SLS-005 is a low molecular weight disaccharide (0.342 kDa) that crosses the blood brain barrier and is thought to stabilize proteins and activate autophagy through the activation of Transcription Factor EB (TFEB), a key factor in lysosomal and autophagy gene expression. Activation of TFEB is an emerging therapeutic target for a number of diseases with pathologic accumulation of storage material. In animal models of several diseases associated with abnormal cellular protein aggregation or storage of pathologic material, SLS-005 has been shown to reduce aggregation of misfolded proteins and reduce accumulation of pathologic material. SLS-005 has previously received Orphan Drug Designation for the treatment of ALS from the U.S. Food and Drug Administration and from the European Medicines Agency in the EU. SLS-005 is an investigational treatment and is not currently approved by any health authority for medicinal use.
Additional products under investigation in the platform trial include: a) zilucoplan, a small macrocyclic peptide inhibitor of complement component 5 [C5], b) verdiperstat, a brain-penetrant myeloperoxidase enzyme inhibitor, c) CNM-Au8, a cellular energetic nanocatalyst, and d) pridopidine is an oral, highly selective Sigma-1 receptor (S1R) agonist.
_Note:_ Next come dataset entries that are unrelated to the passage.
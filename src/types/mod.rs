// SPDX-License-Identifier: MPL-2.0
// This Source Code Form is subject to the terms of the Mozilla Public
// License, v. 2.0. If a copy of the MPL was not distributed with this
// file, You can obtain one at https://mozilla.org/MPL/2.0/.

//! Value types sent to the space devices.
//!
//! # Types
//!
//! - [`Color`] - RGB color for the auxiliary lamp, clamped to `0..=255`
//! - [`LightStatus`] - On/Off state of the orange signal light

mod color;
mod light;

pub use color::Color;
pub use light::LightStatus;
// SPDX-License-Identifier: MPL-2.0
// This Source Code Form is subject to the terms of the Mozilla Public
// License, v. 2.0. If a copy of the MPL was not distributed with this
// file, You can obtain one at https://mozilla.org/MPL/2.0/.

//! Request dispatching.
//!
//! A [`Dispatcher`] performs exactly one transport call per operation and
//! resolves exactly once:
//!
//! 1. the transport failed → [`Error::Transport`]
//! 2. the status is outside `200..300` → [`Error::HttpStatus`], the parser is
//!    not run
//! 3. the parser rejected the body → [`Error::Parse`]
//! 4. otherwise the parsed value

use crate::error::{Error, ParseError, Result, TransportError};
use crate::protocol::{HttpRequest, HttpTransport, Method, RawResponse, Responder};

/// Issues requests through an [`HttpTransport`] and turns the outcome into a
/// single [`Result`].
#[derive(Debug, Clone)]
pub struct Dispatcher<T> {
    transport: T,
}

impl<T: HttpTransport> Dispatcher<T> {
    /// Creates a dispatcher over `transport`.
    #[must_use]
    pub fn new(transport: T) -> Self {
        Self { transport }
    }

    /// Returns the underlying transport.
    #[must_use]
    pub fn transport(&self) -> &T {
        &self.transport
    }

    /// Sends a request and parses a successful body with `parser`.
    ///
    /// # Errors
    ///
    /// Returns `Error::Transport`, `Error::HttpStatus` or `Error::Parse`
    /// as described in the module documentation.
    pub async fn dispatch<V, F>(&self, method: Method, url: &str, parser: F) -> Result<V>
    where
        F: FnOnce(&str) -> std::result::Result<V, ParseError>,
    {
        let response = self.execute(method, url).await?;
        parser(response.body()).map_err(|e| {
            tracing::debug!(url = %url, error = %e, "Failed to parse response body");
            Error::Parse(e)
        })
    }

    /// Sends a request whose success is signalled by the status alone.
    ///
    /// # Errors
    ///
    /// Returns `Error::Transport` or `Error::HttpStatus`.
    pub async fn dispatch_unit(&self, method: Method, url: &str) -> Result<()> {
        self.execute(method, url).await.map(|_| ())
    }

    async fn execute(&self, method: Method, url: &str) -> Result<RawResponse> {
        let (responder, outcome) = Responder::channel();

        self.transport
            .execute(HttpRequest::new(method, url), responder)
            .await;

        let response = outcome.await.map_err(|_| TransportError::Dropped)??;

        if !response.is_success() {
            tracing::debug!(
                url = %url,
                status = response.status(),
                "Request rejected by remote service"
            );
            return Err(Error::HttpStatus {
                code: response.status(),
                reason: response.reason().to_string(),
            });
        }

        Ok(response)
    }
}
Enrollment is completed for the first four investigational products.
Background on ALS
Amyotrophic lateral sclerosis, ALS, is the most prevalent adult-onset progressive motor neuron disease, affecting approximately 30,000 people in the U.S. and an estimated 500,000 people worldwide. ALS causes the progressive degeneration of motor neurons, resulting in progressive muscle weakness and atrophy. There are currently three FDA therapies approved specifically for treating ALS symptoms—riluzole, nuedexta and edaravone.
About the Sean M. Healey & AMG Center for ALS at Mass General
At the Sean M. Healey & AMG Center for ALS at Mass General, we are on a quest to discover life-saving therapies for all individuals affected by ALS. Launched in November 2018, the Healey Center leverages a global network of scientists, physicians, nurses, caregivers, people with ALS and families working together to accelerate the pace of ALS therapy discovery and development.
Under the leadership of Merit Cudkowicz, MD and a Science Advisory Council of international experts, we are reimagining how to develop and test the most effective therapies to treat the disease, identify cures and, ultimately, prevent it.
The key to our success is our tightly integrated research and clinical efforts, encouraging opportunities to bring the challenges our patients face every day into our laboratories, focusing investigations on finding solutions that will make a meaningful difference to our patients without delay. Our collaborative efforts are designing more efficient and effective clinical trials while broadening access to these trials for people with ALS.